Ron Pettigrew Christian School (RPCS) is an accredited, K-12 Christian school in Dawson Creek, British Columbia.
RPCS is affiliated with the ACSI, and uses BC curriculum. It is governed by a board elected by the Dawson Creek Community Christian Education Society.

The school was started by a group of parents who wanted a school that was interdenominational. The parents chose the name, Ron Pettigrew, a coach/teacher/principal at Bethel Christian School(now named Mountain Christian School). Ron Pettigrew was killed in a car accident in 1988, along with five members of the senior boys basketball team.
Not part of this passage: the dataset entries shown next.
//! End-to-end authoring flows through the composer.

use kata_common::{EditMode, EditorConfig, SectionKind};
use kata_editor_core::{
    EditorAction, MoveDirection, ProblemComposer, Selection, execute_action,
};

fn kinds(composer: &ProblemComposer) -> Vec<SectionKind> {
    composer
        .store()
        .sections()
        .iter()
        .map(|section| section.kind())
        .collect()
}

#[test]
fn sections_keep_hints_last() {
    let mut composer: ProblemComposer = ProblemComposer::new(EditorConfig::default());
    composer.add_section(SectionKind::Examples).unwrap();
    composer.add_section(SectionKind::Hints).unwrap();
    composer.add_section(SectionKind::Constraints).unwrap();

    assert_eq!(
        kinds(&composer),
        vec![
            SectionKind::Statement,
            SectionKind::Examples,
            SectionKind::Constraints,
            SectionKind::Hints,
        ]
    );

    // Constraint cannot move below the hints.
    assert!(!composer.move_section(2, MoveDirection::Down));
    assert!(composer.move_section(2, MoveDirection::Up));
    assert_eq!(
        kinds(&composer),
        vec![
            SectionKind::Statement,
            SectionKind::Constraints,
            SectionKind::Examples,
            SectionKind::Hints,
        ]
    );
}

#[test]
fn second_hints_section_is_refused() {
    let mut composer: ProblemComposer = ProblemComposer::new(EditorConfig::default());
    assert!(composer.add_section(SectionKind::Hints).is_some());
    assert!(composer.add_section(SectionKind::Hints).is_none());
    let hints = kinds(&composer)
        .into_iter()
        .filter(|kind| *kind == SectionKind::Hints)
        .count();
    assert_eq!(hints, 1);
}

#[test]
fn last_statement_cannot_be_removed() {
    let mut composer: ProblemComposer = ProblemComposer::new(EditorConfig::default());
    let id = composer.store().statement_ids()[0].clone();
    let before = composer.store().to_payload();
    assert!(!composer.remove_section(&id));
    assert_eq!(composer.store().to_payload(), before);
    assert!(composer.editor(&id).is_some());
}

#[test]
fn unchanged_link_confirm_is_byte_identical() {
    let html = r#"<p>Read the <a href="https://en.wikipedia.org/wiki/Two_Sum" target="_blank" rel="noopener noreferrer">article</a> first.</p>"#;
    let mut composer: ProblemComposer = ProblemComposer::new(EditorConfig::default());
    let id = composer.store().statement_ids()[0].clone();
    composer.edit(&id, |editor| {
        editor.set_edit_mode(EditMode::Html);
        editor.set_html(html);
        editor.set_edit_mode(EditMode::Rich);
    });
    let version = composer.store().version();

    let changed = composer
        .edit(&id, |editor| {
            editor.select(Selection::collapsed(12));
            assert!(editor.open_link_dialog());
            let dialog = editor.link_dialog().unwrap().clone();
            assert_eq!(dialog.text, "article");
            editor.confirm_link(&dialog.text, &dialog.url)
        })
        .unwrap();

    assert_eq!(changed, Ok(false));
    let statement = composer.store().section(&id).unwrap().body.as_statement().unwrap();
    assert_eq!(statement.content_html, html);
    assert_eq!(composer.store().version(), version);
}

#[test]
fn mode_round_trip_without_edits() {
    let html = "<p>Given an array <code>nums</code>,</p>\n<ul>\n  <li>return <em>indices</em></li>\n</ul>";
    let mut composer: ProblemComposer = ProblemComposer::new(EditorConfig::default());
    let id = composer.store().statement_ids()[0].clone();
    composer.edit(&id, |editor| {
        editor.set_edit_mode(EditMode::Html);
        editor.set_html(html);
    });
    composer.edit(&id, |editor| {
        editor.set_edit_mode(EditMode::Rich);
        editor.set_edit_mode(EditMode::Html);
        editor.set_edit_mode(EditMode::Rich);
    });
    let statement = composer.store().section(&id).unwrap().body.as_statement().unwrap();
    assert_eq!(statement.content_html, html);
    assert_eq!(statement.edit_mode, EditMode::Rich);
}

#[test]
fn html_mode_markup_survives_rich_typing() {
    let html = r#"<p>See <img src="fig.png"> the <span class="note">figure</span></p><table><tr><td>1</td></tr></table>"#;
    let mut composer: ProblemComposer = ProblemComposer::new(EditorConfig::default());
    let id = composer.store().statement_ids()[0].clone();
    composer.edit(&id, |editor| {
        editor.set_edit_mode(EditMode::Html);
        editor.set_html(html);
        editor.set_edit_mode(EditMode::Rich);
        editor.select(Selection::collapsed(0));
        assert!(editor.insert_text("X"));
    });

    let statement = composer.store().section(&id).unwrap().body.as_statement().unwrap();
    assert_eq!(statement.content_html, format!("<p>X{}", &html[3..]));
    assert!(statement.content_html.contains(r#"<img src="fig.png">"#));
}

#[test]
fn authoring_session_publishes_clean_payload() {
    let mut composer: ProblemComposer = ProblemComposer::new(EditorConfig::default());
    composer.set_title("Two Sum");
    composer.add_tag("Hash Table");
    let id = composer.store().statement_ids()[0].clone();

    composer.edit(&id, |editor| {
        for action in [
            EditorAction::SelectAll,
            EditorAction::Insert {
                text: "Return the indices of two numbers adding up to ".to_string(),
            },
            EditorAction::InsertVariable,
            EditorAction::Insert {
                text: ".".to_string(),
            },
        ] {
            execute_action(editor, &action);
        }
    });
    let examples = composer.add_section(SectionKind::Examples).unwrap();
    assert!(composer.add_item(&examples));
    composer.add_section(SectionKind::Hints).unwrap();

    assert!(composer.is_dirty());
    let payload = composer.publish();
    assert!(!composer.is_dirty());
    payload.validate().unwrap();

    let statement = payload.sections[0].body.as_statement().unwrap();
    assert_eq!(
        statement.content_html,
        "<p>Return the indices of two numbers adding up to <code>x</code>.</p>"
    );

    let summary = composer.summary();
    assert_eq!(summary.example_count, 2);
    assert_eq!(summary.hint_count, 1);
    assert_eq!(summary.tags, vec!["hash table"]);
}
Before the accident, the school was known as Bethel Christian School, but in 1989 RPCS moved to its own building. In 1992, it built the facility it currently uses.

Mission statement
A place to learn and grow in Character, Competence, Contribution, and Christ-likeness. Ron Pettigrew Christian School is dedicated to providing a friendly and safe atmosphere for student learning and enjoyment.

Academics 
Accredited with BC Ministry of Education

Sports
In the school's inaugural year (1989-1990), despite not having a gymnasium (a gym was added in 2008), the high-school girls basketball team won the BC provincial championship. They would repeat that victory in 1991 with a record of 31–3. The same girls won the provincial title as Bethel Christian School in 1989. The team played all over Western Canada and made headlines as they "Turned Tragedy Into Inspirational Fire." The members of the team were: Jeanette Bailey, Heather Bailey, Susan Stanley, Allison Casseleman, Christy Wiebe, Danette Blouin, Diane Henderson, Paige Huzel, and Jody Eldridge. The team was coached by John Bailey and Joanne Haukenfrers.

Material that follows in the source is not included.